First Mosquitoes Testing Positive for West Nile Virus in Illinois in 2022 Reported in Roselle, DuPage County
CHICAGO – The Illinois Department of Public Health (IDPH) has confirmed the first mosquitoes to test positive for West Nile virus in Illinois in 2022. The DuPage County Health Department collected a positive mosquito batch on May 24, from Roselle in DuPage. No human cases of West Nile virus have been reported so far this year.
“This is the time of year when West Nile virus make its annual appearance,” said IDPH Acting Director Amaal Tokars. “We remind everyone -- and especially older people and those with weakened immune systems -- to take precautions to protect themselves from mosquitoes and the viruses they carry by wearing insect repellent and eliminating standing water around their home where mosquitos breed.”

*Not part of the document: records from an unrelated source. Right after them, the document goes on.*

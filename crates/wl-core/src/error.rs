//! Error taxonomy for a worklog aggregation run.

use chrono::{DateTime, FixedOffset, NaiveDate};
use thiserror::Error;

/// Errors that abort an aggregation run.
///
/// No partial report is produced once one of these is returned.
#[derive(Debug, Error)]
pub enum WorklogError {
    /// An event endpoint or range bound is not an ISO-8601 date or date-time.
    #[error("malformed timestamp {value:?}: expected YYYY-MM-DD or an ISO 8601 date-time")]
    MalformedTimestamp { value: String },

    /// No calendar matched the requested name.
    #[error("calendar {name:?} not found")]
    CalendarNotFound {
        name: String,
        /// Display names of the calendars that were available.
        available: Vec<String>,
    },

    /// The calendar source failed to list calendars or deliver a page.
    #[error("failed to fetch from calendar source: {0}")]
    UpstreamFetch(#[source] Box<dyn std::error::Error + Send + Sync>),

    /// An event ends before it starts and the anomaly policy is `abort`.
    #[error("event on {day} ends before it starts ({start} > {end})")]
    AnomalousDuration {
        day: NaiveDate,
        start: DateTime<FixedOffset>,
        end: DateTime<FixedOffset>,
    },

    /// The resolved range is empty or inverted.
    #[error("invalid range: start {start} is not before end {end}")]
    InvalidRange {
        start: DateTime<FixedOffset>,
        end: DateTime<FixedOffset>,
    },

    /// An hourly rate that is negative or not a finite number.
    #[error("invalid hourly rate {value:?}: must be a finite, non-negative number")]
    InvalidRate { value: String },
}

impl WorklogError {
    /// Wraps a source error as an upstream failure, keeping it as `source()`.
    pub fn upstream<E>(err: E) -> Self
    where
        E: std::error::Error + Send + Sync + 'static,
    {
        Self::UpstreamFetch(Box::new(err))
    }
}

/// Result alias used across the crate.
pub type Result<T, E = WorklogError> = std::result::Result<T, E>;
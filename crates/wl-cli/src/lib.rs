//! Calendar worklog CLI library.
//!
//! This crate provides the CLI interface for the worklog reporter.

mod cli;
pub mod commands;
mod config;

pub use cli::{Cli, Commands, ReportArgs};
pub use config::Config;
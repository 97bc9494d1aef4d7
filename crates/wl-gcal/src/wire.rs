//! Google Calendar v3 response payloads and their mapping to core types.

use serde::Deserialize;
use wl_core::{CalendarEntry, CalendarEvent, EventEndpoint, EventStatus};

use crate::GcalError;

#[derive(Debug, Deserialize)]
#[serde(rename_all = "camelCase")]
pub(crate) struct CalendarListResponse {
    #[serde(default)]
    pub items: Vec<CalendarListEntry>,
    pub next_page_token: Option<String>,
}

#[derive(Debug, Deserialize)]
#[serde(rename_all = "camelCase")]
pub(crate) struct CalendarListEntry {
    id: String,
    #[serde(default)]
    summary: String,
    /// Name the user gave the calendar in their own list.
    summary_override: Option<String>,
}

impl From<CalendarListEntry> for CalendarEntry {
    fn from(entry: CalendarListEntry) -> Self {
        Self {
            id: entry.id,
            summary: entry
                .summary_override
                .filter(|s| !s.trim().is_empty())
                .unwrap_or(entry.summary),
        }
    }
}

#[derive(Debug, Deserialize)]
#[serde(rename_all = "camelCase")]
pub(crate) struct EventsResponse {
    #[serde(default)]
    pub items: Vec<GoogleEvent>,
    pub next_page_token: Option<String>,
}

#[derive(Debug, Deserialize)]
#[serde(rename_all = "camelCase")]
pub(crate) struct GoogleEvent {
    #[serde(default)]
    id: String,
    status: Option<String>,
    summary: Option<String>,
    description: Option<String>,
    start: Option<EventDateTime>,
    end: Option<EventDateTime>,
}

#[derive(Debug, Deserialize)]
#[serde(rename_all = "camelCase")]
struct EventDateTime {
    date_time: Option<String>,
    date: Option<String>,
}

impl EventDateTime {
    fn into_endpoint(self) -> Option<EventEndpoint> {
        self.date_time
            .map(EventEndpoint::DateTime)
            .or_else(|| self.date.map(EventEndpoint::Date))
    }
}

impl GoogleEvent {
    /// Maps a wire event to a core event.
    ///
    /// Cancelled instances of recurring events may arrive without start/end;
    /// those are dropped here since they carry no time anyway.
    pub(crate) fn into_event(self) -> Result<Option<CalendarEvent>, GcalError> {
        let status = self.status.as_deref().and_then(|raw| {
            raw.parse::<EventStatus>()
                .inspect_err(|err| {
                    tracing::warn!(event_id = %self.id, %err, "ignoring event status");
                })
                .ok()
        });

        let start = self.start.and_then(EventDateTime::into_endpoint);
        let end = self.end.and_then(EventDateTime::into_endpoint);
        let (Some(start), Some(end)) = (start, end) else {
            if status == Some(EventStatus::Cancelled) {
                tracing::debug!(event_id = %self.id, "dropping cancelled event without times");
                return Ok(None);
            }
            return Err(GcalError::InvalidResponse(format!(
                "event {} is missing its start or end",
                self.id
            )));
        };

        Ok(Some(CalendarEvent {
            start,
            end,
            summary: self.summary,
            description: self.description,
            status,
        }))
    }
}

#[cfg(test)]
mod tests {
    use super::*;

    fn parse(json: &str) -> GoogleEvent {
        serde_json::from_str(json).unwrap()
    }

    #[test]
    fn timed_event_maps_to_datetime_endpoints() {
        let event = parse(
            r#"{
                "id": "e1",
                "status": "confirmed",
                "summary": "Dev work",
                "start": {"dateTime": "2024-01-01T09:00:00+01:00", "timeZone": "Europe/Zagreb"},
                "end": {"dateTime": "2024-01-01T17:30:00+01:00"}
            }"#,
        )
        .into_event()
        .unwrap()
        .unwrap();

        assert_eq!(
            event.start,
            EventEndpoint::DateTime("2024-01-01T09:00:00+01:00".into())
        );
        assert_eq!(event.status, Some(EventStatus::Confirmed));
        assert_eq!(event.summary.as_deref(), Some("Dev work"));
    }

    #[test]
    fn all_day_event_maps_to_date_endpoints() {
        let event = parse(
            r#"{"id": "e2", "start": {"date": "2024-01-01"}, "end": {"date": "2024-01-02"}}"#,
        )
        .into_event()
        .unwrap()
        .unwrap();
        assert_eq!(event.start, EventEndpoint::Date("2024-01-01".into()));
        assert_eq!(event.end, EventEndpoint::Date("2024-01-02".into()));
    }

    #[test]
    fn cancelled_event_without_times_is_dropped() {
        let event = parse(r#"{"id": "e3", "status": "cancelled"}"#);
        assert!(event.into_event().unwrap().is_none());
    }

    #[test]
    fn cancelled_event_with_times_is_kept() {
        let event = parse(
            r#"{"id": "e4", "status": "cancelled",
                "start": {"date": "2024-01-01"}, "end": {"date": "2024-01-02"}}"#,
        )
        .into_event()
        .unwrap()
        .unwrap();
        assert!(event.is_cancelled());
    }

    #[test]
    fn confirmed_event_without_times_is_invalid() {
        let err = parse(r#"{"id": "e5", "status": "confirmed"}"#)
            .into_event()
            .unwrap_err();
        assert!(matches!(err, GcalError::InvalidResponse(_)));
    }

    #[test]
    fn unknown_status_is_ignored() {
        let event = parse(
            r#"{"id": "e6", "status": "mystery",
                "start": {"date": "2024-01-01"}, "end": {"date": "2024-01-02"}}"#,
        )
        .into_event()
        .unwrap()
        .unwrap();
        assert!(event.status.is_none());
    }

    #[test]
    fn calendar_entry_prefers_summary_override() {
        let entry: CalendarListEntry = serde_json::from_str(
            r#"{"id": "c1", "summary": "Team", "summaryOverride": "ACME project"}"#,
        )
        .unwrap();
        assert_eq!(CalendarEntry::from(entry).summary, "ACME project");
    }
}
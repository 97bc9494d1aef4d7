//! Google Calendar API integration for calendar billing.
//!
//! Provides:
//! - An async [`Client`] for the calendar list and paginated event listing
//! - A [`BlockingClient`] implementing the `wl-core` source traits
//!
//! Authentication is a bearer access token supplied by the caller; obtaining
//! or refreshing it is out of scope.

mod blocking;
mod wire;

use std::fmt;
use std::time::Duration;

use chrono::SecondsFormat;
use reqwest::Url;
use serde::Deserialize;
use serde::de::DeserializeOwned;
use thiserror::Error;
use wl_core::{CalendarEntry, DateRange, EventPage};

pub use blocking::BlockingClient;

/// Default request timeout for API calls.
pub const DEFAULT_TIMEOUT: Duration = Duration::from_secs(30);
pub const GOOGLE_CALENDAR_API_BASE: &str = "https://www.googleapis.com/calendar/v3";
/// Largest page size the events endpoint accepts without clamping.
const EVENTS_PAGE_SIZE: u32 = 250;

/// Google Calendar client errors.
#[derive(Debug, Error)]
pub enum GcalError {
    /// The provided access token was invalid.
    #[error("invalid access token: {reason}")]
    InvalidAccessToken { reason: &'static str },
    /// The API base URL cannot be used to build request URLs.
    #[error("invalid API base URL {url:?}")]
    InvalidBaseUrl { url: String },
    /// Failed to build HTTP client.
    #[error("failed to build HTTP client: {0}")]
    ClientBuild(#[source] reqwest::Error),
    /// Failed to start the runtime backing the blocking client.
    #[error("failed to start async runtime: {0}")]
    Runtime(#[source] std::io::Error),
    /// HTTP request failed.
    #[error("request failed: {0}")]
    Request(#[from] reqwest::Error),
    /// API returned an error response.
    #[error("Google Calendar API error ({status}): {message}")]
    Api { status: u16, message: String },
    /// Failed to parse response.
    #[error("invalid response: {0}")]
    InvalidResponse(String),
}

/// Google Calendar v3 client.
///
/// # Thread Safety
///
/// The client is safe to clone and share across threads. Each clone shares
/// the underlying HTTP connection pool.
#[derive(Clone)]
pub struct Client {
    http: reqwest::Client,
    access_token: String,
    base_url: Url,
}

impl fmt::Debug for Client {
    fn fmt(&self, f: &mut fmt::Formatter<'_>) -> fmt::Result {
        f.debug_struct("Client")
            .field("base_url", &self.base_url.as_str())
            .field("access_token", &"[REDACTED]")
            .finish_non_exhaustive()
    }
}

impl Client {
    /// Creates a client for the public Google endpoint with default timeout.
    pub fn new(access_token: impl Into<String>) -> Result<Self, GcalError> {
        Self::with_options(access_token, GOOGLE_CALENDAR_API_BASE, DEFAULT_TIMEOUT)
    }

    /// Creates a client against a specific API base URL.
    ///
    /// # Errors
    ///
    /// Returns an error if the token is empty or whitespace-only, if the base
    /// URL cannot carry path segments, or if the HTTP client fails to build.
    pub fn with_options(
        access_token: impl Into<String>,
        base_url: &str,
        timeout: Duration,
    ) -> Result<Self, GcalError> {
        let access_token = access_token.into();

        if access_token.is_empty() {
            return Err(GcalError::InvalidAccessToken {
                reason: "access token cannot be empty",
            });
        }
        if access_token.trim().is_empty() {
            return Err(GcalError::InvalidAccessToken {
                reason: "access token cannot be whitespace-only",
            });
        }

        let base_url = Url::parse(base_url)
            .ok()
            .filter(|url| !url.cannot_be_a_base())
            .ok_or_else(|| GcalError::InvalidBaseUrl {
                url: base_url.to_string(),
            })?;

        let http = reqwest::Client::builder()
            .timeout(timeout)
            .build()
            .map_err(GcalError::ClientBuild)?;

        Ok(Self {
            http,
            access_token,
            base_url,
        })
    }

    /// Lists every calendar on the user's calendar list, following pagination.
    pub async fn list_calendars(&self) -> Result<Vec<CalendarEntry>, GcalError> {
        let url = self.endpoint(&["users", "me", "calendarList"]);
        let mut calendars = Vec::new();
        let mut page_token: Option<String> = None;

        loop {
            let mut query = Vec::new();
            if let Some(token) = &page_token {
                query.push(("pageToken", token.clone()));
            }
            let page: wire::CalendarListResponse = self.get(url.clone(), &query).await?;
            calendars.extend(page.items.into_iter().map(CalendarEntry::from));

            match page.next_page_token.filter(|t| !t.is_empty()) {
                Some(token) => page_token = Some(token),
                None => break,
            }
        }

        tracing::debug!(count = calendars.len(), "listed calendars");
        Ok(calendars)
    }

    /// Fetches one page of event instances overlapping `range`.
    ///
    /// Recurring events are expanded server-side (`singleEvents=true`).
    pub async fn list_events(
        &self,
        calendar_id: &str,
        range: &DateRange,
        page_token: Option<&str>,
    ) -> Result<EventPage, GcalError> {
        let url = self.endpoint(&["calendars", calendar_id, "events"]);
        let mut query = vec![
            (
                "timeMin",
                range.start.to_rfc3339_opts(SecondsFormat::Secs, true),
            ),
            (
                "timeMax",
                range.end.to_rfc3339_opts(SecondsFormat::Secs, true),
            ),
            ("singleEvents", "true".to_string()),
            ("orderBy", "startTime".to_string()),
            ("maxResults", EVENTS_PAGE_SIZE.to_string()),
        ];
        if let Some(token) = page_token {
            query.push(("pageToken", token.to_string()));
        }

        let response: wire::EventsResponse = self.get(url, &query).await?;
        let mut items = Vec::with_capacity(response.items.len());
        for event in response.items {
            if let Some(event) = event.into_event()? {
                items.push(event);
            }
        }

        tracing::debug!(
            calendar_id,
            events = items.len(),
            has_next = response.next_page_token.is_some(),
            "fetched events page"
        );
        Ok(EventPage {
            items,
            next_page_token: response.next_page_token,
        })
    }

    /// Appends percent-encoded path segments to the base URL.
    fn endpoint(&self, segments: &[&str]) -> Url {
        let mut url = self.base_url.clone();
        // `with_options` rejects cannot-be-a-base URLs.
        if let Ok(mut path) = url.path_segments_mut() {
            path.pop_if_empty().extend(segments);
        }
        url
    }

    async fn get<T: DeserializeOwned>(
        &self,
        url: Url,
        query: &[(&str, String)],
    ) -> Result<T, GcalError> {
        tracing::debug!(path = url.path(), "GET");
        let response = self
            .http
            .get(url)
            .bearer_auth(&self.access_token)
            .query(query)
            .send()
            .await?;

        let status = response.status();
        let body = response.text().await?;
        if !status.is_success() {
            return Err(parse_api_error(status.as_u16(), &body).unwrap_or_else(|| {
                GcalError::Api {
                    status: status.as_u16(),
                    message: body.trim().to_string(),
                }
            }));
        }

        serde_json::from_str(&body).map_err(|err| GcalError::InvalidResponse(err.to_string()))
    }
}

fn parse_api_error(status: u16, body: &str) -> Option<GcalError> {
    #[derive(Deserialize)]
    struct ErrorPayload {
        error: ErrorDetails,
    }

    #[derive(Deserialize)]
    struct ErrorDetails {
        message: String,
    }

    serde_json::from_str::<ErrorPayload>(body)
        .ok()
        .map(|payload| GcalError::Api {
            status,
            message: payload.error.message,
        })
}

Monitoring for West Nile virus in Illinois includes laboratory tests for mosquito batches, dead crows, blue jays, robins and other perching birds, as well as testing sick horses and humans with West Nile virus-like symptoms. People who see a sick or dying crow, blue jay, robin or other perching bird should contact their local health department or check their website for details to determine if the bird will be picked up for testing.
West Nile virus is transmitted through the bite of a Culex pipiens mosquito, commonly called a house mosquito, that has picked up the virus by feeding on an infected bird. Common symptoms include fever, nausea, headache and muscle aches. Symptoms may last from a few days to a few weeks. However, four out of five people infected with West Nile virus will not show any symptoms. In rare cases, severe illness including meningitis, encephalitis, or even death, can occur. People older than 60 and individuals with weakened immune systems are at higher risk for severe illness from West Nile virus.
The first mosquitoes to test positive for West Nile virus in Illinois in 2021 were collected on June 9 in Skokie. Last year, 48 counties in Illinois reported a West Nile virus positive mosquito batch, bird, horse, and /or human case. IDPH reported 64 human cases (although human cases are underreported), including five deaths.
IDPH encourages the public to Fight the Bite by practicing the three “R’s” – reduce, repel, and report:
Make sure doors and windows have tight-fitting screens. Repair or replace screens that have tears or other openings. Try to keep doors and windows shut. Eliminate, or refresh each week, all sources of standing water where mosquitoes can breed, including water in bird baths, ponds, flowerpots, wading pools, old tires, and any other containers.
When outdoors, wear shoes and socks, long pants and a light-colored, long-sleeved shirt, and apply an EPA-registered insect repellent that contains DEET, picaridin, oil of lemon eucalyptus, or IR 3535 according to label instructions. Consult a physician before using repellents on infants.
Report locations where you see water sitting stagnant for more than a week such as roadside ditches, flooded yards, and similar locations that may produce mosquitoes. The local health department or city government may be able to add larvicide to the water, which will kill any mosquito larvae.